Data extracts

----------------------------------------

//! Bridge task
//!
//! Ticks the bridge forever. Heater reads block inside a tick; the pauses
//! between ticks are awaited. The status LED is lit during the cycle pause.

use defmt::*;
use embassy_stm32::gpio::{Input, Output};
use embassy_time::{Delay, Timer};

use stovelink_core::command::CommandOutcome;
use stovelink_core::poller::PollOutcome;
use stovelink_core::{Bridge, TickReport};
use stovelink_drivers::sensor::Ultrasonic;
use stovelink_hal_stm32::{EmbassyClock, HeaterLink, HostLink, UartBusError};
use stovelink_protocol::DeviceId;

/// Ultrasonic sensor above one hopper
pub type PelletSensor = Ultrasonic<Output<'static>, Input<'static>, Delay, EmbassyClock>;

/// The bridge as wired on this board
pub type FirmwareBridge = Bridge<HostLink, HeaterLink, PelletSensor, Delay>;

/// Waits between ticks
#[derive(Clone, Copy)]
pub struct Pacing {
    /// After an ordinary tick (ms)
    pub step_delay_ms: u32,
    /// After the tick that closes a cycle (ms)
    pub cycle_pause_ms: u32,
}

/// Bridge task - polls the heaters and serves the host forever
#[embassy_executor::task]
pub async fn bridge_task(mut bridge: FirmwareBridge, mut led: Output<'static>, pacing: Pacing) {
    info!(
        "Bridge task started (pellet sensors {})",
        if bridge.fuel_enabled() { "on" } else { "off" }
    );

    loop {
        let report = bridge.tick();
        log_report(&report);

        if let Some(err) = bridge.take_host_error() {
            warn!(
                "Host write failed: {:?} ({} total)",
                UartBusError::from(err),
                report.host_write_errors
            );
        }

        if report.cycle_complete() {
            led.set_high();
            Timer::after_millis(u64::from(pacing.cycle_pause_ms)).await;
            led.set_low();
        } else {
            Timer::after_millis(u64::from(pacing.step_delay_ms)).await;
        }
    }
}

fn log_report(report: &TickReport) {
    for device in DeviceId::ALL {
        log_poll(device, report.position, &report.polls[device.index()]);
    }

    for outcome in &report.commands {
        log_command(outcome);
    }

    if report.purged > 0 {
        warn!("Discarded {} stray host bytes", report.purged);
    }

    if let Some(rollover) = report.rollover {
        debug!(
            "Cycle complete (forced: {}, next forced: {})",
            rollover.forced, rollover.next_forced
        );
        for update in report.fuel.iter().flatten() {
            debug!("Pellet level {:?}: {} cm", update.device, update.value1);
        }
    }
}

fn log_poll(device: DeviceId, position: usize, outcome: &PollOutcome) {
    match outcome {
        PollOutcome::Idle => {}
        PollOutcome::Unchanged => trace!("{:?} probe {}: unchanged", device, position),
        PollOutcome::Report(update) => debug!(
            "{:?} {:?} = {} ({})",
            device, update.value_type, update.value1, update.value2
        ),
        PollOutcome::Skipped(failure) => {
            warn!("{:?} probe {} skipped: {:?}", device, position, failure)
        }
        PollOutcome::Unrecognized { update, raw } => warn!(
            "{:?} probe {}: unrecognized response {:?}, sent {:?} = {}",
            device, position, raw, update.value_type, update.value1
        ),
    }
}

fn log_command(outcome: &CommandOutcome) {
    match outcome {
        CommandOutcome::ForceResend => info!("Host requested a full resend"),
        CommandOutcome::Accepted { device, request } => {
            info!("{:?} accepted {:?}", device, request)
        }
        CommandOutcome::BadChecksum { frame } => {
            warn!("Host frame with bad checksum: {:?}", frame)
        }
        CommandOutcome::DeviceRejected { device, response } => {
            warn!("{:?} rejected write, answered {:?}", device, response)
        }
        CommandOutcome::NoResponse { device } => warn!("{:?} did not answer the write", device),
        CommandOutcome::Ignored { frame } => debug!("Ignored host frame {:?}", frame),
    }
}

----------------------------------------

Nothing in the records may be left out; reproduce them exactly.

Response to this task
//! Bridge task
//!
//! Ticks the bridge forever. Heater reads block inside a tick; the pauses
//! between ticks are awaited. The status LED is lit during the cycle pause.

use defmt::*;
use embassy_stm32::gpio::{Input, Output};
use embassy_time::{Delay, Timer};

use stovelink_core::command::CommandOutcome;
use stovelink_core::poller::PollOutcome;
use stovelink_core::{Bridge, TickReport};
use stovelink_drivers::sensor::Ultrasonic;
use stovelink_hal_stm32::{EmbassyClock, HeaterLink, HostLink, UartBusError};
use stovelink_protocol::DeviceId;

/// Ultrasonic sensor above one hopper
pub type PelletSensor = Ultrasonic<Output<'static>, Input<'static>, Delay, EmbassyClock>;

/// The bridge as wired on this board
pub type FirmwareBridge = Bridge<HostLink, HeaterLink, PelletSensor, Delay>;

/// Waits between ticks
#[derive(Clone, Copy)]
pub struct Pacing {
    /// After an ordinary tick (ms)
    pub step_delay_ms: u32,
    /// After the tick that closes a cycle (ms)
    pub cycle_pause_ms: u32,
}

/// Bridge task - polls the heaters and serves the host forever
#[embassy_executor::task]
pub async fn bridge_task(mut bridge: FirmwareBridge, mut led: Output<'static>, pacing: Pacing) {
    info!(
        "Bridge task started (pellet sensors {})",
        if bridge.fuel_enabled() { "on" } else { "off" }
    );

    loop {
        let report = bridge.tick();
        log_report(&report);

        if let Some(err) = bridge.take_host_error() {
            warn!(
                "Host write failed: {:?} ({} total)",
                UartBusError::from(err),
                report.host_write_errors
            );
        }

        if report.cycle_complete() {
            led.set_high();
            Timer::after_millis(u64::from(pacing.cycle_pause_ms)).await;
            led.set_low();
        } else {
            Timer::after_millis(u64::from(pacing.step_delay_ms)).await;
        }
    }
}

fn log_report(report: &TickReport) {
    for device in DeviceId::ALL {
        log_poll(device, report.position, &report.polls[device.index()]);
    }

    for outcome in &report.commands {
        log_command(outcome);
    }

    if report.purged > 0 {
        warn!("Discarded {} stray host bytes", report.purged);
    }

    if let Some(rollover) = report.rollover {
        debug!(
            "Cycle complete (forced: {}, next forced: {})",
            rollover.forced, rollover.next_forced
        );
        for update in report.fuel.iter().flatten() {
            debug!("Pellet level {:?}: {} cm", update.device, update.value1);
        }
    }
}

fn log_poll(device: DeviceId, position: usize, outcome: &PollOutcome) {
    match outcome {
        PollOutcome::Idle => {}
        PollOutcome::Unchanged => trace!("{:?} probe {}: unchanged", device, position),
        PollOutcome::Report(update) => debug!(
            "{:?} {:?} = {} ({})",
            device, update.value_type, update.value1, update.value2
        ),
        PollOutcome::Skipped(failure) => {
            warn!("{:?} probe {} skipped: {:?}", device, position, failure)
        }
        PollOutcome::Unrecognized { update, raw } => warn!(
            "{:?} probe {}: unrecognized response {:?}, sent {:?} = {}",
            device, position, raw, update.value_type, update.value1
        ),
    }
}

fn log_command(outcome: &CommandOutcome) {
    match outcome {
        CommandOutcome::ForceResend => info!("Host requested a full resend"),
        CommandOutcome::Accepted { device, request } => {
            info!("{:?} accepted {:?}", device, request)
        }
        CommandOutcome::BadChecksum { frame } => {
            warn!("Host frame with bad checksum: {:?}", frame)
        }
        CommandOutcome::DeviceRejected { device, response } => {
            warn!("{:?} rejected write, answered {:?}", device, response)
        }
        CommandOutcome::NoResponse { device } => warn!("{:?} did not answer the write", device),
        CommandOutcome::Ignored { frame } => debug!("Ignored host frame {:?}", frame),
    }
}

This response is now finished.